In its place the study proposes a criterion of humanized versus dehumanized
sexuality. A humanized sexuality is one that promotes “creative growth toward
integration.” It contains the capacity for personal affirmation and mutuality
at the same time. It is “self-liberating, other-affirming, honest, faithful,
socially responsible, life-serving and joyous.” Dehumanized sex is sex that
consistently negates one or more of these principles. It is evident that no one
sexual act serves all these functions all the time. The question is one of
patterns of life rather than of individual acts. Is the particular pattern of
sexual acts moving toward the pole of humanization or toward the pole of
dehumanization? Traditional moralists will be acutely
discomfited by these principles. No longer is it possible to state dogmatically
that any particular act -- masturbation, adultery, premarital sex,
homosexuality, etc. -- is automatically and intrinsically immoral. Rather, all such
acts must be judged in the context of their service to self- and
other-affirming life patterns or their opposites. This approach allows relative
judgments that certain categories of acts are likely to be negative, but no
absolutes. Not the act but the quality of life it serves is the standard of
judgment. The study also discards all double
standards of sexual ethics that judge women differently from men, single
persons (including celibates) differently from married persons, and homosexuals
differently from heterosexuals. All persons, in whatever walk of life or sexual
orientation, are sexual beings who must find self-development through sexual
maturation. The standards of humanizing versus dehumanizing sexuality can be
applied equally to all, with proper nuancing for those who have chosen to bear
and raise children and those who have not. Responsible
Decisions The study then moves into the
consideration of pastoral guidelines for particular issues. Starting with
married couples, the authors see responsible partnership and responsible
parenthood as equal values. They discard the hierarchy of values that made procreation
the norm to which sexual love was subordinated. Couples have a serious
obligation to develop their sexual relations as the fullest expression of
mutual love. Any positions and any aids (such as sex clinics) that properly
serve this end are acceptable. Responsible parenthood means that couples
should bear only as many children as they can properly raise, considering not
only their economic resources but also their psychological capacities. Once a
responsible decision is made, ‘the whole range of birth-control methods can be
considered as options in accordance with their medical, psychological and
personal effects. For example, if a method (such as rhythm) is ineffective and
thus causes great personal anxiety, that factor argues against its use. The study considers such matters as
sterilization, artificial insemination and child-free marriage. Both
sterilization and artificial insemination are viewed as acceptable if they
accord with values of mutual decision-making and responsible parenting.

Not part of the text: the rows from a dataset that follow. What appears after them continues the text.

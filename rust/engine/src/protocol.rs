//! Wire messages exchanged with clients over the socket.

use serde::{Deserialize, Serialize};
use thiserror::Error;

use crate::actions::Action;
use crate::errors::ActionError;
use crate::view::ClientGameState;

/// Machine-readable category of an error sent to a client.
#[derive(Debug, Copy, Clone, PartialEq, Eq, Serialize, Deserialize)]
#[serde(rename_all = "SCREAMING_SNAKE_CASE")]
pub enum ErrorCode {
    ActionError,
    ParseError,
}

#[derive(Debug, Clone, PartialEq, Eq, Serialize, Deserialize)]
#[serde(tag = "type", rename_all = "SCREAMING_SNAKE_CASE")]
pub enum ServerMessage {
    StateUpdate { state: ClientGameState },
    Error { code: ErrorCode, message: String },
}

impl ServerMessage {
    pub fn state(state: ClientGameState) -> Self {
        ServerMessage::StateUpdate { state }
    }

    pub fn to_json(&self) -> Result<String, serde_json::Error> {
        serde_json::to_string(self)
    }
}

impl From<&ActionError> for ServerMessage {
    fn from(err: &ActionError) -> Self {
        ServerMessage::Error {
            code: ErrorCode::ActionError,
            message: err.to_string(),
        }
    }
}

impl From<&ProtocolError> for ServerMessage {
    fn from(err: &ProtocolError) -> Self {
        ServerMessage::Error {
            code: ErrorCode::ParseError,
            message: err.to_string(),
        }
    }
}

/// An inbound frame that could not be turned into an [`Action`].
#[derive(Debug, Clone, Error, PartialEq, Eq)]
pub enum ProtocolError {
    #[error("Invalid JSON")]
    InvalidJson,
    #[error("Unknown action")]
    UnknownAction,
}

/// Decodes one text frame. Malformed JSON and well-formed JSON that is not
/// a recognised action are reported separately.
pub fn decode_action(text: &str) -> Result<Action, ProtocolError> {
    let value: serde_json::Value =
        serde_json::from_str(text).map_err(|_| ProtocolError::InvalidJson)?;
    serde_json::from_value(value).map_err(|_| ProtocolError::UnknownAction)
}

#[cfg(test)]
mod tests {
    use super::*;

    #[test]
    fn garbage_is_invalid_json() {
        assert_eq!(decode_action("{not json"), Err(ProtocolError::InvalidJson));
    }

    #[test]
    fn unknown_type_or_missing_field_is_unknown_action() {
        assert_eq!(
            decode_action(r#"{"type":"FLIP_TABLE"}"#),
            Err(ProtocolError::UnknownAction)
        );
        assert_eq!(
            decode_action(r#"{"type":"DISCARD_CHIP"}"#),
            Err(ProtocolError::UnknownAction)
        );
        assert_eq!(decode_action("[1,2]"), Err(ProtocolError::UnknownAction));
    }

    #[test]
    fn error_message_shape() {
        let msg = ServerMessage::from(&ActionError::NameTaken);
        let json: serde_json::Value =
            serde_json::from_str(&msg.to_json().expect("encode")).expect("json");
        assert_eq!(
            json,
            serde_json::json!({
                "type": "ERROR",
                "code": "ACTION_ERROR",
                "message": "Name already taken"
            })
        );

        let parse = ServerMessage::from(&ProtocolError::InvalidJson);
        let json = serde_json::to_value(&parse).expect("encode");
        assert_eq!(json["code"], "PARSE_ERROR");
        assert_eq!(json["message"], "Invalid JSON");
    }
}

Child-free marriage is viewed as a minority decision, but one that can be
responsibly made by those concerned with overpopulation or those whose personal
careers and psychological capacities do not dispose them to parenting. In order
for the over-all values of a relationship to be served by this decision, such a
couple must not only build a high level of mutuality between themselves but
also use their relationship for life-serving; functions in society. Thus the
“lifeserving” criterion of humanized sexuality, while it normatively means
bearing and raising children, can also be sublimated in childless and single
people as a nurturing role in society. Challenges to traditional monogamy --
common-law marriage, adultery and “swinging” -- are considered. Common-law
marriage is seen as often the result of economic impediments. For example, many
older persons who seek companionship and form a relationship of mutual support
are prevented from legalizing this union by the fear of losing social-security
benefits. Christians should work to change laws that create such conflicts
rather than judging the relationship as immoral. The common-law marriage may
have the qualities of mutuality that make for an authentic relationship.
Swinging and adultery, on the other hand, are viewed as so impeding the values
of fidelity and mutuality that it would be difficult to find an instance where
such behavior belongs to a humanizing rather than a dehumanizing pattern. If the study rejects the act-oriented
ethics of earlier tradition, it equally rejects a merely physical,
“recreational” view of sex. A pleasurable sexual relationship that is dishonest
and destructive toward the betrayed marriage partner cannot be justified. The
authors do not rule out the possibility that there may be instances where full
permission and acceptance of a three-cornered relationship may be given and
received by all parties concerned. But they regard the exclusivity of the
sexual relationship as so inherent in its structure that such a relationship
could rarely happen. Some couples may delude themselves into thinking they have
such an arrangement and then discover later the psychological damage done. Premarital Sex The authors’ evaluation of premarital sex
is more tolerant than that of extramarital relations. It is assumed that social
mores have changed significantly on this subject and that the greater autonomy
of women, as well as the availability of contraception, alters many of the
earlier sanctions in this area. Young people will normally grow into an
awareness of their sexuality through a process of relations and experiences.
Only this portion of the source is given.